◆ **DATA EXTRACTS**:
——————

//! Hardware resource telemetry.
//!
//! A background thread samples the process's user/system CPU time once a
//! second and ships a `ClientStats` report when the picture changes by
//! more than five percentage points, or every ten seconds. Reporting only
//! starts once the client is enrolled, so the server never sees telemetry
//! from a stranger.

use std::fs;
use std::sync::atomic::{AtomicBool, Ordering};
use std::sync::{Arc, OnceLock};
use std::thread::JoinHandle;
use std::time::{Duration, Instant, SystemTime, UNIX_EPOCH};

use nix::libc;
use nix::sys::resource::{getrusage, UsageWho};
use outpost_core::queue::MessageQueue;
use outpost_core::wire::{ClientStats, Message, MessageType, Payload, Priority, STATS_SESSION_ID};
use prost::Message as _;
use tracing::{debug, warn};

/// Sampling cadence.
const SAMPLE_INTERVAL: Duration = Duration::from_secs(1);

/// Change that forces a report, in percentage points.
const REPORT_DELTA_PERCENT: f64 = 5.0;

/// Maximum silence between reports.
const REPORT_MAX_INTERVAL: Duration = Duration::from_secs(10);

/// Starts the sampler thread.
pub fn spawn(outbox: Arc<MessageQueue>, enrolled: Arc<AtomicBool>) -> JoinHandle<()> {
    std::thread::Builder::new()
        .name("stats".to_string())
        .spawn(move || run(&outbox, &enrolled))
        .expect("spawning the stats thread")
}

fn run(outbox: &MessageQueue, enrolled: &AtomicBool) {
    let mut previous_sample: Option<(CpuTimes, Instant)> = None;
    let mut last_report: Option<Report> = None;

    loop {
        std::thread::sleep(SAMPLE_INTERVAL);

        let now = Instant::now();
        let times = match cpu_times() {
            Ok(times) => times,
            Err(error) => {
                warn!(%error, "rusage sampling failed");
                continue;
            }
        };

        let Some((previous, sampled_at)) = previous_sample.replace((times, now)) else {
            continue;
        };

        let elapsed = now.duration_since(sampled_at).as_secs_f64();
        if elapsed <= 0.0 {
            continue;
        }
        let user_percent = (times.user_s - previous.user_s) / elapsed * 100.0;
        let system_percent = (times.system_s - previous.system_s) / elapsed * 100.0;

        if !enrolled.load(Ordering::SeqCst) {
            continue;
        }
        if !should_report(last_report.as_ref(), user_percent, system_percent, now) {
            continue;
        }

        let stats = ClientStats {
            user_cpu_percent: user_percent as f32,
            system_cpu_percent: system_percent as f32,
            rss_bytes: resident_bytes().unwrap_or(0),
            timestamp_us: SystemTime::now()
                .duration_since(UNIX_EPOCH)
                .map(|elapsed| u64::try_from(elapsed.as_micros()).unwrap_or(u64::MAX))
                .unwrap_or(0),
        };
        debug!(user = user_percent, system = system_percent, "reporting client stats");

        outbox.enqueue(Message {
            session_id: STATS_SESSION_ID.to_string(),
            args_rdf_name: ClientStats::TYPE_NAME.to_string(),
            args: stats.encode_to_vec(),
            r#type: MessageType::Message as i32,
            priority: Priority::Normal as i32,
            ..Default::default()
        });

        last_report = Some(Report {
            user_percent,
            system_percent,
            at: now,
        });
    }
}

struct Report {
    user_percent: f64,
    system_percent: f64,
    at: Instant,
}

/// A report goes out on the first sample, on a >5-point move in either
/// direction, or after 10 quiet seconds.
fn should_report(last: Option<&Report>, user_percent: f64, system_percent: f64, now: Instant) -> bool {
    let Some(last) = last else {
        return true;
    };
    if (user_percent - last.user_percent).abs() > REPORT_DELTA_PERCENT {
        return true;
    }
    if (system_percent - last.system_percent).abs() > REPORT_DELTA_PERCENT {
        return true;
    }
    now.duration_since(last.at) > REPORT_MAX_INTERVAL
}

#[derive(Clone, Copy)]
struct CpuTimes {
    user_s: f64,
    system_s: f64,
}

fn cpu_times() -> Result<CpuTimes, nix::Error> {
    let usage = getrusage(UsageWho::RUSAGE_SELF)?;
    let user = usage.user_time();
    let system = usage.system_time();
    Ok(CpuTimes {
        user_s: user.tv_sec() as f64 + f64::from(user.tv_usec() as i32) / 1e6,
        system_s: system.tv_sec() as f64 + f64::from(system.tv_usec() as i32) / 1e6,
    })
}

/// Resident set size from `/proc/self/statm`.
fn resident_bytes() -> Option<u64> {
    let statm = fs::read_to_string("/proc/self/statm").ok()?;
    let resident_pages: u64 = statm.split_whitespace().nth(1)?.parse().ok()?;
    Some(resident_pages * page_size())
}

fn page_size() -> u64 {
    static PAGE_SIZE: OnceLock<u64> = OnceLock::new();
    *PAGE_SIZE.get_or_init(|| {
        // SAFETY: sysconf reads static system configuration and is
        // thread-safe.
        let result = unsafe { libc::sysconf(libc::_SC_PAGESIZE) };
        u64::try_from(result).unwrap_or(4096)
    })
}
//! Shared fixtures for unit tests: a throwaway CA and a server certificate
//! issued by it.

use boring::asn1::Asn1Time;
use boring::bn::BigNum;
use boring::hash::MessageDigest;
use boring::pkey::{PKey, Private};
use boring::rsa::Rsa;
use boring::x509::{X509, X509Builder, X509NameBuilder};

use crate::crypto::{Certificate, RsaKey};

/// A freshly generated CA plus one server certificate signed by it.
pub struct TestPki {
    pub ca_key: RsaKey,
    pub ca_cert: Certificate,
    pub server_key: RsaKey,
    pub server_cert: Certificate,
}

impl TestPki {
    pub fn generate() -> Self {
        Self::generate_with_server_serial(2)
    }

    pub fn generate_with_server_serial(serial: u32) -> Self {
        let (ca_pkey, ca_x509) = issue("Test CA", 1, None);
        let (server_pkey, server_x509) = issue("Server", serial, Some((&ca_pkey, &ca_x509)));

        Self {
            ca_key: rsa_key(&ca_pkey),
            ca_cert: cert(&ca_x509),
            server_key: rsa_key(&server_pkey),
            server_cert: cert(&server_x509),
        }
    }
}

fn rsa_key(pkey: &PKey<Private>) -> RsaKey {
    let pem = pkey
        .rsa()
        .expect("test key is RSA")
        .private_key_to_pem()
        .expect("test key serialises");
    RsaKey::from_pem(&pem).expect("test key parses")
}

fn cert(x509: &X509) -> Certificate {
    let pem = x509.to_pem().expect("test cert serialises");
    Certificate::from_pem(&pem).expect("test cert parses")
}

/// Issues a certificate; self-signed when `issuer` is `None`.
fn issue(common_name: &str, serial: u32, issuer: Option<(&PKey<Private>, &X509)>) -> (PKey<Private>, X509) {
    let rsa = Rsa::generate(2048).expect("keygen");
    let pkey = PKey::from_rsa(rsa).expect("pkey");

    let mut name = X509NameBuilder::new().expect("name builder");
    name.append_entry_by_text("CN", common_name).expect("cn");
    let name = name.build();

    let mut builder = X509Builder::new().expect("cert builder");
    builder.set_version(2).expect("version");
    let serial = BigNum::from_u32(serial)
        .expect("serial bn")
        .to_asn1_integer()
        .expect("serial asn1");
    builder.set_serial_number(&serial).expect("serial");
    builder.set_subject_name(&name).expect("subject");
    builder
        .set_not_before(&Asn1Time::days_from_now(0).expect("not before"))
        .expect("not before");
    builder
        .set_not_after(&Asn1Time::days_from_now(365).expect("not after"))
        .expect("not after");
    builder.set_pubkey(&pkey).expect("pubkey");

    match issuer {
        Some((issuer_key, issuer_cert)) => {
            builder
                .set_issuer_name(issuer_cert.subject_name())
                .expect("issuer name");
            builder
                .sign(issuer_key, MessageDigest::sha256())
                .expect("sign");
        }
        None => {
            builder.set_issuer_name(&name).expect("issuer name");
            builder.sign(&pkey, MessageDigest::sha256()).expect("sign");
        }
    }

    (pkey, builder.build())
}
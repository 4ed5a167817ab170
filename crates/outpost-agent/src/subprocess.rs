//! Subprocess delegator.
//!
//! An optional helper executable serves part of the pipeline over three
//! pipes: length-prefixed messages down stdin, length-prefixed responses
//! up stdout, and line-oriented log output on stderr. The child is an
//! opaque processor; this module owns its lifecycle.
//!
//! Invariants: at most one live child; `pid == 0` means no child and
//! `pid == -1` means the delegator is shutting down and the worker threads
//! should exit. Any stream failure kills the child; the writer respawns it
//! lazily when work arrives. Lock poisoning is treated as fatal.

use std::io::{BufRead, BufReader, Read, Write};
use std::process::{Child, ChildStderr, ChildStdin, ChildStdout, Command, Stdio};
use std::sync::{Arc, Condvar, Mutex};
use std::thread::JoinHandle;
use std::time::{Duration, Instant};

use nix::sys::signal::{kill, Signal};
use nix::sys::wait::{waitpid, WaitPidFlag};
use nix::unistd::Pid;
use outpost_core::config::SubprocessConfig;
use outpost_core::queue::MessageQueue;
use outpost_core::wire::Message;
use prost::Message as _;
use tracing::{debug, info, warn};

/// Frames above this size force a child reset.
pub const MAX_FRAME_BYTES: usize = 2 * 1024 * 1024;

/// Hold-off after a failed spawn.
const SPAWN_BACKOFF: Duration = Duration::from_secs(30);

/// Patience after SIGTERM, then after SIGKILL.
const TERM_WAIT: Duration = Duration::from_secs(4);
const KILL_WAIT: Duration = Duration::from_secs(1);

/// Unreaped children tolerated before spawning is refused.
const MAX_UNDEAD: usize = 5;

/// Delegator errors.
#[derive(Debug, thiserror::Error)]
pub enum DelegatorError {
    /// Too many unreaped children; spawning refused.
    #[error("too many unreaped children, refusing to spawn")]
    TooManyUndead,

    /// The helper could not be started.
    #[error("failed to spawn helper: {0}")]
    Spawn(#[from] std::io::Error),
}

struct ChildState {
    /// `0`: no child. `-1`: shutting down. `> 0`: live child pid.
    pid: i32,
    child: Option<Child>,
    stdin: Option<ChildStdin>,
    stdout: Option<ChildStdout>,
    stderr: Option<ChildStderr>,
    /// Pids we signalled but could not reap.
    undead: Vec<i32>,
}

struct Shared {
    spec: SubprocessConfig,
    inbox: Arc<MessageQueue>,
    outbox: Arc<MessageQueue>,
    state: Mutex<ChildState>,
    child_spawned: Condvar,
}

/// Host side of the helper-process channel.
pub struct SubprocessDelegator {
    shared: Arc<Shared>,
    threads: Vec<JoinHandle<()>>,
}

impl SubprocessDelegator {
    /// Starts the three worker threads. The child itself is spawned
    /// lazily when the first message arrives.
    #[must_use]
    pub fn spawn(
        spec: SubprocessConfig,
        inbox: Arc<MessageQueue>,
        outbox: Arc<MessageQueue>,
    ) -> Self {
        let shared = Arc::new(Shared {
            spec,
            inbox,
            outbox,
            state: Mutex::new(ChildState {
                pid: 0,
                child: None,
                stdin: None,
                stdout: None,
                stderr: None,
                undead: Vec::new(),
            }),
            child_spawned: Condvar::new(),
        });

        let threads = vec![
            spawn_thread("subprocess-writer", Arc::clone(&shared), writer_thread),
            spawn_thread("subprocess-reader", Arc::clone(&shared), reader_thread),
            spawn_thread("subprocess-stderr", Arc::clone(&shared), stderr_thread),
        ];

        Self { shared, threads }
    }

    /// Signals shutdown, kills any child, and joins the workers.
    pub fn shutdown(mut self) {
        {
            let mut state = self.shared.state.lock().unwrap();
            kill_child_locked(&mut state);
            state.pid = -1;
            self.shared.child_spawned.notify_all();
        }
        // Unstick a writer blocked on its inbox: drop a dummy through,
        // then close.
        self.shared.inbox.enqueue_priority(Message::default());
        self.shared.inbox.close();

        for handle in self.threads.drain(..) {
            let _ = handle.join();
        }
    }
}

impl Drop for SubprocessDelegator {
    fn drop(&mut self) {
        if self.threads.is_empty() {
            return;
        }
        let mut state = self.shared.state.lock().unwrap();
        kill_child_locked(&mut state);
        state.pid = -1;
        self.shared.child_spawned.notify_all();
        drop(state);
        self.shared.inbox.close();
    }
}

fn spawn_thread(
    name: &str,
    shared: Arc<Shared>,
    body: fn(&Shared),
) -> JoinHandle<()> {
    std::thread::Builder::new()
        .name(name.to_string())
        .spawn(move || body(&shared))
        .expect("spawning subprocess worker thread")
}

/// Writer: drains the dedicated inbox and feeds frames to the child's
/// stdin, starting the child on demand.
fn writer_thread(shared: &Shared) {
    loop {
        let batch = shared.inbox.dequeue(1, MAX_FRAME_BYTES, true);
        if batch.is_empty() && shared.inbox.is_closed() {
            return;
        }
        for message in batch {
            if shutting_down(shared) {
                return;
            }
            if message.is_sentinel() {
                continue;
            }

            let frame = encode_frame(&message.encode_to_vec());
            if frame.len() > 4 + MAX_FRAME_BYTES {
                warn!(size = frame.len(), "outbound frame exceeds bound, dropped");
                continue;
            }
            write_frame(shared, &frame);
        }
    }
}

/// Writes one frame, spawning the child first when necessary. A failed
/// write kills the child and drops the frame.
fn write_frame(shared: &Shared, frame: &[u8]) {
    let stdin = {
        let mut state = shared.state.lock().unwrap();
        loop {
            if state.pid == -1 {
                return;
            }
            if state.pid == 0 {
                match spawn_child_locked(shared, &mut state) {
                    Ok(()) => shared.child_spawned.notify_all(),
                    Err(error) => {
                        warn!(%error, "helper spawn failed, backing off");
                        drop(state);
                        std::thread::sleep(SPAWN_BACKOFF);
                        state = shared.state.lock().unwrap();
                        continue;
                    }
                }
            }
            match state.stdin.take() {
                Some(stdin) => break stdin,
                // Another thread is resetting the child; retry.
                None => {
                    state = shared
                        .child_spawned
                        .wait_timeout(state, Duration::from_millis(100))
                        .unwrap()
                        .0;
                }
            }
        }
    };

    let mut stdin = stdin;
    let outcome = stdin.write_all(frame).and_then(|()| stdin.flush());

    let mut state = shared.state.lock().unwrap();
    match outcome {
        Ok(()) => {
            if state.pid > 0 {
                state.stdin = Some(stdin);
            }
        }
        Err(error) => {
            info!(%error, "write to helper failed, resetting child");
            kill_child_locked(&mut state);
        }
    }
}

/// Reader: parses frames off the child's stdout and pushes the decoded
/// messages to the outbox.
fn reader_thread(shared: &Shared) {
    loop {
        let Some(stdout) = wait_for_stream(shared, |state| state.stdout.take()) else {
            return;
        };
        let mut stdout = stdout;

        loop {
            match read_frame(&mut stdout) {
                Ok(Some(payload)) => match Message::decode(payload.as_slice()) {
                    Ok(message) => shared.outbox.enqueue(message),
                    Err(error) => debug!(%error, "undecodable frame from helper, skipped"),
                },
                Ok(None) => {
                    // Zero-length frame: tolerated no-op.
                }
                Err(error) => {
                    info!(%error, "read from helper failed, resetting child");
                    let mut state = shared.state.lock().unwrap();
                    kill_child_locked(&mut state);
                    break;
                }
            }
        }
    }
}

/// Stderr: forwards the child's log lines.
fn stderr_thread(shared: &Shared) {
    loop {
        let Some(stderr) = wait_for_stream(shared, |state| state.stderr.take()) else {
            return;
        };

        let reader = BufReader::new(stderr);
        for line in reader.lines() {
            match line {
                Ok(line) => info!(target: "subprocess", "{line}"),
                Err(_) => break,
            }
        }
        // EOF or error: the child is gone or resetting; loop back and
        // wait for the next one.
    }
}

/// Blocks until a live child offers the requested stream, or shutdown.
fn wait_for_stream<T>(
    shared: &Shared,
    take: impl Fn(&mut ChildState) -> Option<T>,
) -> Option<T> {
    let mut state = shared.state.lock().unwrap();
    loop {
        if state.pid == -1 {
            return None;
        }
        if state.pid > 0 {
            if let Some(stream) = take(&mut state) {
                return Some(stream);
            }
        }
        state = shared.child_spawned.wait(state).unwrap();
    }
}

fn shutting_down(shared: &Shared) -> bool {
    shared.state.lock().unwrap().pid == -1
}

/// Spawns the configured helper with three pipes. Caller holds the state
/// lock.
fn spawn_child_locked(shared: &Shared, state: &mut ChildState) -> Result<(), DelegatorError> {
    reap_undead(state);
    if state.undead.len() > MAX_UNDEAD {
        return Err(DelegatorError::TooManyUndead);
    }

    let mut child = Command::new(&shared.spec.filename)
        .args(&shared.spec.argv)
        .envs(shared.spec.env.iter().map(|(k, v)| (k.as_str(), v.as_str())))
        .stdin(Stdio::piped())
        .stdout(Stdio::piped())
        .stderr(Stdio::piped())
        .spawn()?;

    state.pid = i32::try_from(child.id()).unwrap_or(0);
    state.stdin = child.stdin.take();
    state.stdout = child.stdout.take();
    state.stderr = child.stderr.take();
    state.child = Some(child);
    info!(pid = state.pid, "helper spawned");
    Ok(())
}

/// Kills the current child, if any: SIGTERM, up to 4 s, SIGKILL, up to
/// 1 s, then reap. A child that refuses to be reaped joins the undead
/// list and is retried opportunistically.
fn kill_child_locked(state: &mut ChildState) {
    if state.pid <= 0 {
        return;
    }
    let pid = state.pid;
    state.pid = 0;
    state.stdin = None;
    state.stdout = None;
    state.stderr = None;

    let Some(mut child) = state.child.take() else {
        return;
    };

    let _ = kill(Pid::from_raw(pid), Signal::SIGTERM);
    if !wait_for_exit(&mut child, TERM_WAIT) {
        let _ = kill(Pid::from_raw(pid), Signal::SIGKILL);
        if !wait_for_exit(&mut child, KILL_WAIT) {
            warn!(pid, "helper not reaped, stashing as undead");
            state.undead.push(pid);
            return;
        }
    }
    debug!(pid, "helper reaped");
}

/// Polls for child exit up to `patience`.
fn wait_for_exit(child: &mut Child, patience: Duration) -> bool {
    let deadline = Instant::now() + patience;
    loop {
        match child.try_wait() {
            Ok(Some(_)) => return true,
            Ok(None) => {
                if Instant::now() >= deadline {
                    return false;
                }
                std::thread::sleep(Duration::from_millis(50));
            }
            Err(_) => return false,
        }
    }
}

/// Opportunistically reaps previously unkillable children. A pid stays on
/// the list only while `waitpid` reports it still alive.
fn reap_undead(state: &mut ChildState) {
    state.undead.retain(|&pid| {
        matches!(
            waitpid(Pid::from_raw(pid), Some(WaitPidFlag::WNOHANG)),
            Ok(status) if status.pid().is_none()
        )
    });
}

/// Frames a payload with a little-endian `u32` size prefix.
fn encode_frame(payload: &[u8]) -> Vec<u8> {
    let mut frame = Vec::with_capacity(4 + payload.len());
    frame.extend_from_slice(&u32::try_from(payload.len()).unwrap_or(u32::MAX).to_le_bytes());
    frame.extend_from_slice(payload);
    frame
}

/// Reads one frame. `Ok(None)` is a tolerated zero-length frame; a size
/// prefix above the bound is an error (the caller resets the child).
fn read_frame(reader: &mut impl Read) -> std::io::Result<Option<Vec<u8>>> {
    let mut prefix = [0u8; 4];
    reader.read_exact(&mut prefix)?;
    let size = u32::from_le_bytes(prefix) as usize;
    if size == 0 {
        return Ok(None);
    }
    if size > MAX_FRAME_BYTES {
        return Err(std::io::Error::new(
            std::io::ErrorKind::InvalidData,
            format!("frame size {size} exceeds bound"),
        ));
    }
    let mut payload = vec![0u8; size];
    reader.read_exact(&mut payload)?;
    Ok(Some(payload))
}
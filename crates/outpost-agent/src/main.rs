//! outpost endpoint agent.
//!
//! A long-running process on a managed host: it pins a control server
//! certificate, exchanges encrypted message batches over HTTPS, executes
//! bounded introspection actions, and reports results back. A supervisor
//! process watches its heartbeat and restarts it when it goes quiet.

use std::path::PathBuf;
use std::sync::atomic::AtomicBool;
use std::sync::Arc;

use anyhow::Context as _;
use clap::Parser;
use outpost_core::config::ClientConfig;
use outpost_core::nanny::{FileNannyStore, Heartbeat, NannyStore, NullHeartbeat, StoreHeartbeat};
use outpost_core::queue::MessageQueue;
use tracing::info;
use tracing_subscriber::EnvFilter;

use outpost_agent::actions;
use outpost_agent::comms::ConnectionLoop;
use outpost_agent::dispatcher::Dispatcher;
use outpost_agent::stats;
use outpost_agent::subprocess::SubprocessDelegator;

/// Inbox bounds: the server paces inbound work, so these are generous.
const INBOX_MAX_COUNT: usize = 1_024;
const INBOX_MAX_BYTES: usize = 10_000_000;

/// Outbox bounds: actions block here when the server is slow to drain.
const OUTBOX_MAX_COUNT: usize = 10_000;
const OUTBOX_MAX_BYTES: usize = 10_000_000;

/// Delegate queue bounds for the helper subprocess.
const DELEGATE_MAX_COUNT: usize = 256;
const DELEGATE_MAX_BYTES: usize = 4_000_000;

#[derive(Parser, Debug)]
#[command(name = "outpost-agent", version, about)]
struct Cli {
    /// Path to the client configuration file.
    config: PathBuf,
}

fn main() -> anyhow::Result<()> {
    let cli = Cli::parse();

    tracing_subscriber::fmt()
        .with_env_filter(EnvFilter::try_from_default_env().unwrap_or_else(|_| EnvFilter::new("info")))
        .init();

    outpost_core::crypto::init().context("crypto initialisation failed")?;

    let config = Arc::new(
        ClientConfig::load(&cli.config)
            .with_context(|| format!("failed to load configuration from {}", cli.config.display()))?,
    );

    let inbox = Arc::new(MessageQueue::new(INBOX_MAX_COUNT, INBOX_MAX_BYTES));
    let outbox = Arc::new(MessageQueue::new(OUTBOX_MAX_COUNT, OUTBOX_MAX_BYTES));

    // The supervisor store doubles as the heartbeat target; without a
    // temporary directory there is nowhere durable to put it and the
    // agent runs unsupervised.
    let nanny_store: Option<Arc<dyn NannyStore>> = config
        .temporary_directory()
        .map(|dir| Arc::new(FileNannyStore::new(dir.join("nanny.state"))) as Arc<dyn NannyStore>);
    let heartbeat: Arc<dyn Heartbeat> = match &config.temporary_directory() {
        Some(dir) => Arc::new(StoreHeartbeat::new(FileNannyStore::new(
            dir.join("nanny.state"),
        ))),
        None => Arc::new(NullHeartbeat),
    };

    let mut dispatcher = Dispatcher::new(
        Arc::clone(&inbox),
        Arc::clone(&outbox),
        Arc::clone(&config),
    );
    for action in actions::builtin_actions() {
        dispatcher.register(action);
    }
    if let Some(store) = &nanny_store {
        dispatcher.set_nanny_store(Arc::clone(store));
    }

    // Requests the built-in set cannot serve go to the helper process
    // when one is configured.
    let _delegator = config.subprocess().map(|spec| {
        let delegate_inbox = Arc::new(MessageQueue::new(DELEGATE_MAX_COUNT, DELEGATE_MAX_BYTES));
        dispatcher.set_delegate_inbox(Arc::clone(&delegate_inbox));
        info!(helper = %spec.filename.display(), "subprocess delegator attached");
        SubprocessDelegator::spawn(spec, delegate_inbox, Arc::clone(&outbox))
    });

    let _dispatcher_handle = dispatcher.spawn();

    let enrolled = Arc::new(AtomicBool::new(false));
    let _stats_handle = stats::spawn(Arc::clone(&outbox), Arc::clone(&enrolled));

    // The connection loop owns the calling thread and never returns in a
    // normal run; any return is an abnormal exit.
    let mut connection_loop =
        ConnectionLoop::new(config, outbox, inbox, heartbeat, nanny_store, enrolled);
    connection_loop.run()
}
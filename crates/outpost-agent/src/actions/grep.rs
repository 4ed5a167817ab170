//! Literal search over a file.

use std::fs;

use anyhow::Context as _;
use outpost_core::wire::{BufferReference, GrepSpec, MessageType};

use crate::context::ActionContext;
use crate::dispatcher::ClientAction;

/// Emits one `BufferReference` per literal hit, with the requested
/// context window around each match.
pub struct Grep;

impl ClientAction for Grep {
    fn name(&self) -> &'static str {
        "Grep"
    }

    fn handle(&self, ctx: &mut ActionContext) -> anyhow::Result<()> {
        let Some(spec) = ctx.populate_args::<GrepSpec>() else {
            return Ok(());
        };
        if spec.literal.is_empty() {
            ctx.set_error("Grep spec contains no literal.");
            return Ok(());
        }

        let data = fs::read(&spec.path).with_context(|| format!("reading {}", spec.path))?;

        for hit in find_all(&data, &spec.literal) {
            let start = hit.saturating_sub(spec.bytes_before as usize);
            let end = (hit + spec.literal.len() + spec.bytes_after as usize).min(data.len());
            let reference = BufferReference {
                offset: start as u64,
                length: (end - start) as u64,
                data: data[start..end].to_vec(),
            };
            ctx.send_response(&reference, MessageType::Message);
        }
        Ok(())
    }
}

/// Offsets of every (possibly overlapping) occurrence of `needle`.
fn find_all(haystack: &[u8], needle: &[u8]) -> Vec<usize> {
    let mut hits = Vec::new();
    if needle.is_empty() || haystack.len() < needle.len() {
        return hits;
    }
    for offset in 0..=haystack.len() - needle.len() {
        if &haystack[offset..offset + needle.len()] == needle {
            hits.push(offset);
        }
    }
    hits
}
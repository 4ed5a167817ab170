//! CSPRNG access.

use super::CryptoResult;

/// Fills the buffer with cryptographically secure random bytes.
///
/// # Errors
///
/// Returns an error if the backend CSPRNG fails.
pub fn fill_random(buf: &mut [u8]) -> CryptoResult<()> {
    boring::rand::rand_bytes(buf)?;
    Ok(())
}

/// Returns `n` cryptographically secure random bytes.
///
/// # Errors
///
/// Returns an error if the backend CSPRNG fails.
pub fn rand_bytes(n: usize) -> CryptoResult<Vec<u8>> {
    let mut buf = vec![0u8; n];
    fill_random(&mut buf)?;
    Ok(buf)
}

/// Returns a uniformly random `u64`.
///
/// # Errors
///
/// Returns an error if the backend CSPRNG fails.
pub fn rand_u64() -> CryptoResult<u64> {
    let mut buf = [0u8; 8];
    fill_random(&mut buf)?;
    Ok(u64::from_be_bytes(buf))
}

——————

◆ **PROBLEM TO WORK ON**:
Copy every line of the listing that contains the word "ActionContext".

◆ **REPLY**:
use crate::context::ActionContext;
    fn handle(&self, ctx: &mut ActionContext) -> anyhow::Result<()> {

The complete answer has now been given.